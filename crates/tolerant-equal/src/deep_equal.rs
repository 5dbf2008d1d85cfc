//! Recursive structural comparison with override dispatch.

use std::collections::HashMap;

use crate::value::{TypeTag, Value};

/// A type-specific equivalence predicate.
///
/// The engine only invokes a registered function with two non-absent values
/// whose tags both equal the registered [`TypeTag`]; absence and type
/// mismatch are resolved before dispatch. Functions must be pure: no
/// mutation, no side effects, guaranteed termination.
pub type Equivalence = Box<dyn Fn(&Value, &Value) -> bool + Send + Sync>;

/// Deep structural equality engine.
///
/// Walks two [`Value`] trees in lockstep, depth first. A registered override
/// takes precedence over structural recursion for its type, including for
/// composite types, so an override can short-circuit deep traversal
/// entirely.
#[derive(Default)]
pub struct DeepEqual {
    overrides: HashMap<TypeTag, Equivalence>,
}

impl DeepEqual {
    pub fn new() -> Self {
        DeepEqual {
            overrides: HashMap::new(),
        }
    }

    /// Registers `equivalence` for `tag`, replacing any prior registration
    /// for the same tag.
    pub fn register<F>(&mut self, tag: TypeTag, equivalence: F)
    where
        F: Fn(&Value, &Value) -> bool + Send + Sync + 'static,
    {
        self.overrides.insert(tag, Box::new(equivalence));
    }

    /// Decides structural equality between `obtained` and `expected`.
    ///
    /// Mismatched runtime types are inequality (`false`), never an error.
    pub fn deep_equal(&self, obtained: &Value, expected: &Value) -> bool {
        let tag = match (obtained.type_tag(), expected.type_tag()) {
            (None, None) => return true,
            (None, Some(_)) | (Some(_), None) => return false,
            (Some(a), Some(b)) => {
                if a != b {
                    return false;
                }
                a
            }
        };
        if let Some(equivalence) = self.overrides.get(&tag) {
            return equivalence(obtained, expected);
        }
        match (obtained, expected) {
            (Value::Bool(a), Value::Bool(b)) => a == b,
            (Value::Int(a), Value::Int(b)) => a == b,
            (Value::UInt(a), Value::UInt(b)) => a == b,
            (Value::F32(a), Value::F32(b)) => a == b,
            (Value::F64(a), Value::F64(b)) => a == b,
            (Value::Str(a), Value::Str(b)) => a == b,
            (Value::Bytes(a), Value::Bytes(b)) => a == b,
            (Value::Time(a), Value::Time(b)) => a == b,
            (Value::Seq(a), Value::Seq(b)) => {
                a.len() == b.len()
                    && a.iter().zip(b).all(|(x, y)| self.deep_equal(x, y))
            }
            (Value::Map(a), Value::Map(b)) => {
                a.len() == b.len()
                    && a.iter().all(|(key, x)| match b.get(key) {
                        Some(y) => self.deep_equal(x, y),
                        None => false,
                    })
            }
            (Value::Record { fields: a, .. }, Value::Record { fields: b, .. }) => {
                // Record names already matched through the tag.
                a.len() == b.len()
                    && a.iter().all(|(field, x)| {
                        b.iter()
                            .find(|(other, _)| other == field)
                            .is_some_and(|(_, y)| self.deep_equal(x, y))
                    })
            }
            // Equal tags guarantee equal variants.
            _ => false,
        }
    }
}
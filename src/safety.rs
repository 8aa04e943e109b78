use std::fs;
use std::io;
use std::path::{Path, PathBuf};

use crate::error::AppError;

/// System directories that deletes stay out of, written as match keys
/// (see [`match_key`]). Drive-letter keys compare case-insensitively.
const GUARDED_DIRS: &[&str] = &[
    "/Applications",
    "/Library",
    "/System",
    "/bin",
    "/boot",
    "/etc",
    "/sbin",
    "/usr",
    "c:/windows",
    "c:/program files",
    "c:/program files (x86)",
];

pub fn validate_path(path: &str) -> Result<(), AppError> {
    if path.trim().is_empty() {
        return Err(AppError::InvalidArgument("path is empty".to_string()));
    }
    if path.contains('\0') {
        return Err(AppError::InvalidArgument(
            "path contains a NUL byte".to_string(),
        ));
    }
    Ok(())
}

/// Lexically normalised form used for guard comparisons: `/` separators,
/// no empty or `.` segments, `..` folded into its parent, verbatim `\\?\`
/// prefixes dropped, and a drive letter lower-cased to `c:/...`.
fn match_key(path: &str) -> String {
    let unified = path.trim().replace('\\', "/");
    let unified = unified.strip_prefix("//?/").unwrap_or(&unified);

    let mut segments = unified.split('/').peekable();
    let drive = match segments.peek() {
        Some(first) if is_drive(first) => {
            let drive = first.to_ascii_lowercase();
            segments.next();
            Some(drive)
        }
        _ => None,
    };
    let absolute = drive.is_some() || unified.starts_with('/');

    let mut kept: Vec<&str> = Vec::new();
    for segment in segments {
        match segment {
            "" | "." => {}
            ".." => {
                if kept.pop().is_none() && !absolute {
                    kept.push("..");
                }
            }
            other => kept.push(other),
        }
    }

    let rest = kept.join("/");
    match drive {
        Some(drive) => format!("{drive}/{}", rest.to_ascii_lowercase()),
        None if absolute => format!("/{rest}"),
        None => rest,
    }
}

fn is_drive(segment: &str) -> bool {
    let bytes = segment.as_bytes();
    bytes.len() == 2 && bytes[1] == b':' && bytes[0].is_ascii_alphabetic()
}

/// `/`, `C:\`, `/tmp/..` and the like.
pub fn is_filesystem_root(path: &str) -> bool {
    let key = match_key(path);
    key == "/" || key.strip_suffix('/').is_some_and(is_drive)
}

pub fn is_protected_path(path: &str) -> bool {
    if is_filesystem_root(path) {
        return true;
    }
    let key = match_key(path);
    GUARDED_DIRS.iter().any(|dir| {
        key == *dir
            || key
                .strip_prefix(dir)
                .is_some_and(|below| below.starts_with('/'))
    })
}

/// Resolves `path` against the real filesystem without following a final
/// symlink: the parent is canonicalised and the last component re-attached.
/// Paths with no final name (`/`, `/tmp/..`) are canonicalised whole.
pub fn resolve_target(path: &Path) -> io::Result<PathBuf> {
    match (path.parent(), path.file_name()) {
        (Some(parent), Some(name)) => {
            let parent = if parent.as_os_str().is_empty() {
                Path::new(".")
            } else {
                parent
            };
            Ok(fs::canonicalize(parent)?.join(name))
        }
        _ => fs::canonicalize(path),
    }
}

/// Filesystem roots are refused even when `allow_protected` is set.
pub fn validate_deletable(path: &str, allow_protected: bool) -> Result<(), AppError> {
    if is_filesystem_root(path) {
        return Err(AppError::AccessDenied(format!(
            "refusing to delete filesystem root: {path}"
        )));
    }
    if !allow_protected && is_protected_path(path) {
        return Err(AppError::AccessDenied(format!(
            "operation on protected path not allowed: {path}"
        )));
    }
    Ok(())
}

○ ○ ○ ○ ○ ○ ○

» Action item:
Where the line holding "#[derive(Default)]" appears in the listing above, start reproducing exactly, and end with the line holding "(Value::Bytes(a), Value::Bytes(b)) =>".

» Exercise result:
#[derive(Default)]
pub struct DeepEqual {
    overrides: HashMap<TypeTag, Equivalence>,
}

impl DeepEqual {
    pub fn new() -> Self {
        DeepEqual {
            overrides: HashMap::new(),
        }
    }

    /// Registers `equivalence` for `tag`, replacing any prior registration
    /// for the same tag.
    pub fn register<F>(&mut self, tag: TypeTag, equivalence: F)
    where
        F: Fn(&Value, &Value) -> bool + Send + Sync + 'static,
    {
        self.overrides.insert(tag, Box::new(equivalence));
    }

    /// Decides structural equality between `obtained` and `expected`.
    ///
    /// Mismatched runtime types are inequality (`false`), never an error.
    pub fn deep_equal(&self, obtained: &Value, expected: &Value) -> bool {
        let tag = match (obtained.type_tag(), expected.type_tag()) {
            (None, None) => return true,
            (None, Some(_)) | (Some(_), None) => return false,
            (Some(a), Some(b)) => {
                if a != b {
                    return false;
                }
                a
            }
        };
        if let Some(equivalence) = self.overrides.get(&tag) {
            return equivalence(obtained, expected);
        }
        match (obtained, expected) {
            (Value::Bool(a), Value::Bool(b)) => a == b,
            (Value::Int(a), Value::Int(b)) => a == b,
            (Value::UInt(a), Value::UInt(b)) => a == b,
            (Value::F32(a), Value::F32(b)) => a == b,
            (Value::F64(a), Value::F64(b)) => a == b,
            (Value::Str(a), Value::Str(b)) => a == b,
            (Value::Bytes(a), Value::Bytes(b)) => a == b,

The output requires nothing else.